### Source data
☆ ☆ ☆ ☆ ☆ ☆ ☆

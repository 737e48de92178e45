//! Rendering of sampled points as table, CSV or JSON.

use std::io::Write;

use serde::Serialize;

use crate::config::OutputFormat;
use crate::Result;

/// Points produced by one sampling run.
#[derive(Debug, Clone, PartialEq, Serialize)]
#[serde(untagged)]
pub enum Samples {
    /// Real-valued points (uniform and Gaussian kinds)
    Real(Vec<Vec<f64>>),
    /// Integer points
    Integer(Vec<Vec<i64>>),
}

impl Samples {
    /// Number of points.
    pub fn len(&self) -> usize {
        match self {
            Samples::Real(points) => points.len(),
            Samples::Integer(points) => points.len(),
        }
    }

    /// Coordinates per point, zero when there are no points.
    pub fn dimension(&self) -> usize {
        match self {
            Samples::Real(points) => points.first().map_or(0, Vec::len),
            Samples::Integer(points) => points.first().map_or(0, Vec::len),
        }
    }

    fn rows(&self) -> Vec<Vec<String>> {
        match self {
            Samples::Real(points) => points
                .iter()
                .map(|p| p.iter().map(|x| format!("{:.6}", x)).collect())
                .collect(),
            Samples::Integer(points) => points
                .iter()
                .map(|p| p.iter().map(i64::to_string).collect())
                .collect(),
        }
    }
}

#[derive(Serialize)]
struct JsonReport<'a> {
    points: &'a Samples,
    #[serde(skip_serializing_if = "Option::is_none")]
    state: Option<&'a str>,
}

/// Writes `samples` in `format`, followed by the checkpoint when given.
///
/// JSON carries the checkpoint as a `state` field; table and CSV end with a
/// `state: ...` line.
pub fn render<W: Write>(
    out: &mut W,
    samples: &Samples,
    format: OutputFormat,
    state: Option<&str>,
) -> Result<()> {
    match format {
        OutputFormat::Json => {
            serde_json::to_writer_pretty(&mut *out, &JsonReport { points: samples, state })?;
            writeln!(out)?;
            return Ok(());
        }
        OutputFormat::Csv => write_csv(out, samples)?,
        OutputFormat::Table => write_table(out, samples)?,
    }
    if let Some(state) = state {
        writeln!(out, "state: {}", state)?;
    }
    Ok(())
}

fn header(dimension: usize) -> Vec<String> {
    std::iter::once("index".to_string())
        .chain((0..dimension).map(|d| format!("x{}", d)))
        .collect()
}

fn write_csv<W: Write>(out: &mut W, samples: &Samples) -> Result<()> {
    let mut writer = csv::Writer::from_writer(out);
    writer.write_record(header(samples.dimension()))?;
    for (i, row) in samples.rows().into_iter().enumerate() {
        writer.write_record(std::iter::once(i.to_string()).chain(row))?;
    }
    writer.flush()?;
    Ok(())
}

fn write_table<W: Write>(out: &mut W, samples: &Samples) -> Result<()> {
    let header = header(samples.dimension());
    let rows: Vec<Vec<String>> = samples
        .rows()
        .into_iter()
        .enumerate()
        .map(|(i, row)| std::iter::once(i.to_string()).chain(row).collect())
        .collect();

    let widths: Vec<usize> = (0..header.len())
        .map(|c| {
            rows.iter()
                .map(|r| r[c].len())
                .chain(std::iter::once(header[c].len()))
                .max()
                .unwrap_or(0)
        })
        .collect();

    let rule = |left: &str, mid: &str, right: &str| {
        let cells: Vec<String> = widths.iter().map(|w| "─".repeat(w + 2)).collect();
        format!("{}{}{}", left, cells.join(mid), right)
    };
    let line = |cells: &[String]| {
        let cells: Vec<String> = cells
            .iter()
            .zip(&widths)
            .map(|(cell, w)| format!(" {:>w$} ", cell, w = w))
            .collect();
        format!("│{}│", cells.join("│"))
    };

    writeln!(out, "{}", rule("┌", "┬", "┐"))?;
    writeln!(out, "{}", line(&header))?;
    writeln!(out, "{}", rule("├", "┼", "┤"))?;
    for row in &rows {
        writeln!(out, "{}", line(row))?;
    }
    writeln!(out, "{}", rule("└", "┴", "┘"))?;
    Ok(())
}

#[cfg(test)]
mod tests {
    use super::*;

    fn rendered(samples: &Samples, format: OutputFormat, state: Option<&str>) -> String {
        let mut out = Vec::new();
        render(&mut out, samples, format, state).unwrap();
        String::from_utf8(out).unwrap()
    }

    #[test]
    fn test_csv_output() {
        let samples = Samples::Integer(vec![vec![1, 2], vec![3, 4]]);
        let text = rendered(&samples, OutputFormat::Csv, None);
        assert_eq!(text, "index,x0,x1\n0,1,2\n1,3,4\n");
    }

    #[test]
    fn test_csv_output_with_state() {
        let samples = Samples::Real(vec![vec![0.5]]);
        let text = rendered(&samples, OutputFormat::Csv, Some("1,2,1,1"));
        assert_eq!(text, "index,x0\n0,0.500000\nstate: 1,2,1,1\n");
    }

    #[test]
    fn test_json_output() {
        let samples = Samples::Real(vec![vec![0.25, 0.75]]);
        let text = rendered(&samples, OutputFormat::Json, Some("2,2,3,1,2,1"));
        let value: serde_json::Value = serde_json::from_str(&text).unwrap();
        assert_eq!(value["points"][0][1], 0.75);
        assert_eq!(value["state"], "2,2,3,1,2,1");

        let text = rendered(&samples, OutputFormat::Json, None);
        let value: serde_json::Value = serde_json::from_str(&text).unwrap();
        assert!(value.get("state").is_none());
    }

    #[test]
    fn test_table_output() {
        let samples = Samples::Integer(vec![vec![7], vec![-12]]);
        let text = rendered(&samples, OutputFormat::Table, None);
        let lines: Vec<&str> = text.lines().collect();
        assert_eq!(lines.len(), 6);
        assert_eq!(lines[1], "│ index │  x0 │");
        assert_eq!(lines[4], "│     1 │ -12 │");
    }

    #[test]
    fn test_empty_samples() {
        let samples = Samples::Real(Vec::new());
        assert_eq!(samples.len(), 0);
        assert_eq!(rendered(&samples, OutputFormat::Csv, None), "index\n");
    }
}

☆ ☆ ☆ ☆ ☆ ☆ ☆

### What this task involves
All lines above that hold the string "enumerate" should be copied.

### Answer space
    for (i, row) in samples.rows().into_iter().enumerate() {
        .enumerate()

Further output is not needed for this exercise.